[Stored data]
------------------------
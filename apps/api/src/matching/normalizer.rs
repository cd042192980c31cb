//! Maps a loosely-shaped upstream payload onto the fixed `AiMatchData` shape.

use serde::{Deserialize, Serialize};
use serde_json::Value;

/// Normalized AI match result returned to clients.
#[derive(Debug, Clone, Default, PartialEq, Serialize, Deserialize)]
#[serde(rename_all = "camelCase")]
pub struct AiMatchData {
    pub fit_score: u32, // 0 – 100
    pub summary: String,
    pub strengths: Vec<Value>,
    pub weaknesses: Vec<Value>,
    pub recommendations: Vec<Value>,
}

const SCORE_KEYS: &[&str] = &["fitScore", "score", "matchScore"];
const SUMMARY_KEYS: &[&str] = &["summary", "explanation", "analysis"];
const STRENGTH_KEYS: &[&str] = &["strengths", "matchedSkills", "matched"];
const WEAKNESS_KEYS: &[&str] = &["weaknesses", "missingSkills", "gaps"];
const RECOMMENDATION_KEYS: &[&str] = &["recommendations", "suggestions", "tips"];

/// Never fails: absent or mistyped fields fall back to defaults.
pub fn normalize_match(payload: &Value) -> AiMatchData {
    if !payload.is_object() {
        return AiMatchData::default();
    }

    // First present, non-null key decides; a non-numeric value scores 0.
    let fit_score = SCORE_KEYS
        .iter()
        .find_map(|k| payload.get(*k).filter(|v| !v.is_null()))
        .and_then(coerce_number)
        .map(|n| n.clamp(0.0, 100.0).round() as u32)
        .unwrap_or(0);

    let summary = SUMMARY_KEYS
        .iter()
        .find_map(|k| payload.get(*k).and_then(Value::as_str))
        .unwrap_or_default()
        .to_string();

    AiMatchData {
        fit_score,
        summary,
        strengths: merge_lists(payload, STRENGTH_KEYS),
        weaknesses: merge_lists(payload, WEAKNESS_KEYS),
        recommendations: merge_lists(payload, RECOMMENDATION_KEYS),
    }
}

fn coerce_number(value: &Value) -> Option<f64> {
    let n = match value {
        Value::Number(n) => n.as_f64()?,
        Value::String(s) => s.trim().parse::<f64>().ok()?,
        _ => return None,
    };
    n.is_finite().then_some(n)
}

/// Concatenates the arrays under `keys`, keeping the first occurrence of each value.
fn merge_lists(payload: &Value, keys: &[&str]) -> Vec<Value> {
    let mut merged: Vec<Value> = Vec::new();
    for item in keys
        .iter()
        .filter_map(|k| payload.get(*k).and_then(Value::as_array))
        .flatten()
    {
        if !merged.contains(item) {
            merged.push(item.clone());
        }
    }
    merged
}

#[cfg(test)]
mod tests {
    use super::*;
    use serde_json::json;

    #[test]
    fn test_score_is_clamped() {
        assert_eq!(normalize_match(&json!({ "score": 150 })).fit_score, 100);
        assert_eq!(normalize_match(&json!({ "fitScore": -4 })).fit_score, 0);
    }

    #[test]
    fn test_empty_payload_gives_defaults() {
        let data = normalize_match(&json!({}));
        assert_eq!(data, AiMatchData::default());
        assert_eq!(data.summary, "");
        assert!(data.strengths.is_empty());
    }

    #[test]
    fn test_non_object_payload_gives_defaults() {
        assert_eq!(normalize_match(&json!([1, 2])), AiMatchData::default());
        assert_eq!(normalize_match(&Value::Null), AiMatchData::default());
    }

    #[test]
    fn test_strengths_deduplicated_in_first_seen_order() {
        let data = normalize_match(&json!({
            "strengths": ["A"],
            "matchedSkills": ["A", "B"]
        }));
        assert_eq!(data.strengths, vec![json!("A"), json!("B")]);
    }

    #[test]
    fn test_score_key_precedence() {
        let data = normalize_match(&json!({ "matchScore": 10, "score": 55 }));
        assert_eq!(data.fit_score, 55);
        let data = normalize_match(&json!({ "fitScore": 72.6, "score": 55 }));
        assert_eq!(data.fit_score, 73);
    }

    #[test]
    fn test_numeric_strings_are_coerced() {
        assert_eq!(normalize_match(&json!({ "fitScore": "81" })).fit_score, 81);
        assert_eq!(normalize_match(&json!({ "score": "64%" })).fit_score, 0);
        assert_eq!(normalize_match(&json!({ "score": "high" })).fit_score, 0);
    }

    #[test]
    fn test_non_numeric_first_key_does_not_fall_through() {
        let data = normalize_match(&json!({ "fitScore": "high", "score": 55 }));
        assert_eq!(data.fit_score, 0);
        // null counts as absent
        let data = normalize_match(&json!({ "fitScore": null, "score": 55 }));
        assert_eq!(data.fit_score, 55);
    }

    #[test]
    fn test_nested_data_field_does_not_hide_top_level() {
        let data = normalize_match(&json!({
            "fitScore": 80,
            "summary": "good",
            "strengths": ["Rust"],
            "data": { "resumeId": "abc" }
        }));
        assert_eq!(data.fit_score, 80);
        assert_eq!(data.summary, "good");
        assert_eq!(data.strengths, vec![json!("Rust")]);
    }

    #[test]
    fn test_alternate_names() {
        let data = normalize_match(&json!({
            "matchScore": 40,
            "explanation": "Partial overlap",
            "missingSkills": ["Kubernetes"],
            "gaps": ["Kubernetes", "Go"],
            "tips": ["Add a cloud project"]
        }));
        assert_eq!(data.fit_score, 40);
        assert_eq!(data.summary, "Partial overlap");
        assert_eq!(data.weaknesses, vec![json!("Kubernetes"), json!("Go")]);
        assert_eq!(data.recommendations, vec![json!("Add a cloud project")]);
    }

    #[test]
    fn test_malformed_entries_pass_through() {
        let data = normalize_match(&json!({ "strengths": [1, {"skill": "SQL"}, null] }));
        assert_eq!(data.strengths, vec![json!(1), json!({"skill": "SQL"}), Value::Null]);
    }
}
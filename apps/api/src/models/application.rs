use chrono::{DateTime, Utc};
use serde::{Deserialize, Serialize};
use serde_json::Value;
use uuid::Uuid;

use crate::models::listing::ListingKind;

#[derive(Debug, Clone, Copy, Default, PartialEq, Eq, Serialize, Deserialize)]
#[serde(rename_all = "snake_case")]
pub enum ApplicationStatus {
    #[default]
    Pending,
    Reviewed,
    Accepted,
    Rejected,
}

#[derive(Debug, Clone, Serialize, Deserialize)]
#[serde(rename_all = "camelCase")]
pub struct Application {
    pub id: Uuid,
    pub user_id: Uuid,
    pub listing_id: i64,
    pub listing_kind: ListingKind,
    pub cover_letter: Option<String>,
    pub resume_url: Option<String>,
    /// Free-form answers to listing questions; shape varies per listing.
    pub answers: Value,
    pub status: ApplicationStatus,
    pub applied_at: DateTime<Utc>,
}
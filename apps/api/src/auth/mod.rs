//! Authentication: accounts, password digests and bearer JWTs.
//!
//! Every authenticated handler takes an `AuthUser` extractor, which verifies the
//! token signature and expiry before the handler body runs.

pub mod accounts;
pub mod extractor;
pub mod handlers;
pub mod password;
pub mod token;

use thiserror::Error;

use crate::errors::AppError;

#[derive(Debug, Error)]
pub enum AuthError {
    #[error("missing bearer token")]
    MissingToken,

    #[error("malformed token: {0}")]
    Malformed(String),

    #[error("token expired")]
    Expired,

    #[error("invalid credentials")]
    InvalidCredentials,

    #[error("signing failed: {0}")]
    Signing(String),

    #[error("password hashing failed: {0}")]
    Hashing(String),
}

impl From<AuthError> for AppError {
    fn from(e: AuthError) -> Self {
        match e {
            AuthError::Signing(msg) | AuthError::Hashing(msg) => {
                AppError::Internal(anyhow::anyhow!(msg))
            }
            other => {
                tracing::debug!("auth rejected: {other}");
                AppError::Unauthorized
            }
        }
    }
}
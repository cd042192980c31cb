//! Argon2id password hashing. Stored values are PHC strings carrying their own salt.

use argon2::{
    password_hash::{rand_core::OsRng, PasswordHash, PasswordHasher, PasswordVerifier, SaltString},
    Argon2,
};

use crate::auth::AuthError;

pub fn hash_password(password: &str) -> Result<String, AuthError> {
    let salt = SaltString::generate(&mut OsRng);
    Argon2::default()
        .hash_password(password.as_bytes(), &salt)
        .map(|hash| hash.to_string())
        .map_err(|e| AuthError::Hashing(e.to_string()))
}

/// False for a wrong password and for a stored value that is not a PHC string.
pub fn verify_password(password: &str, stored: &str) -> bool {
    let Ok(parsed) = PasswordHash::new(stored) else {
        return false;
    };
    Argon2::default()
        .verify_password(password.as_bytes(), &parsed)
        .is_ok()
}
------------------------
=== TRY IT ===
Please filter the data down to the lines containing the word "high".

=== TASK OUTPUT ===
        assert_eq!(normalize_match(&json!({ "score": "high" })).fit_score, 0);
        let data = normalize_match(&json!({ "fitScore": "high", "score": 55 }));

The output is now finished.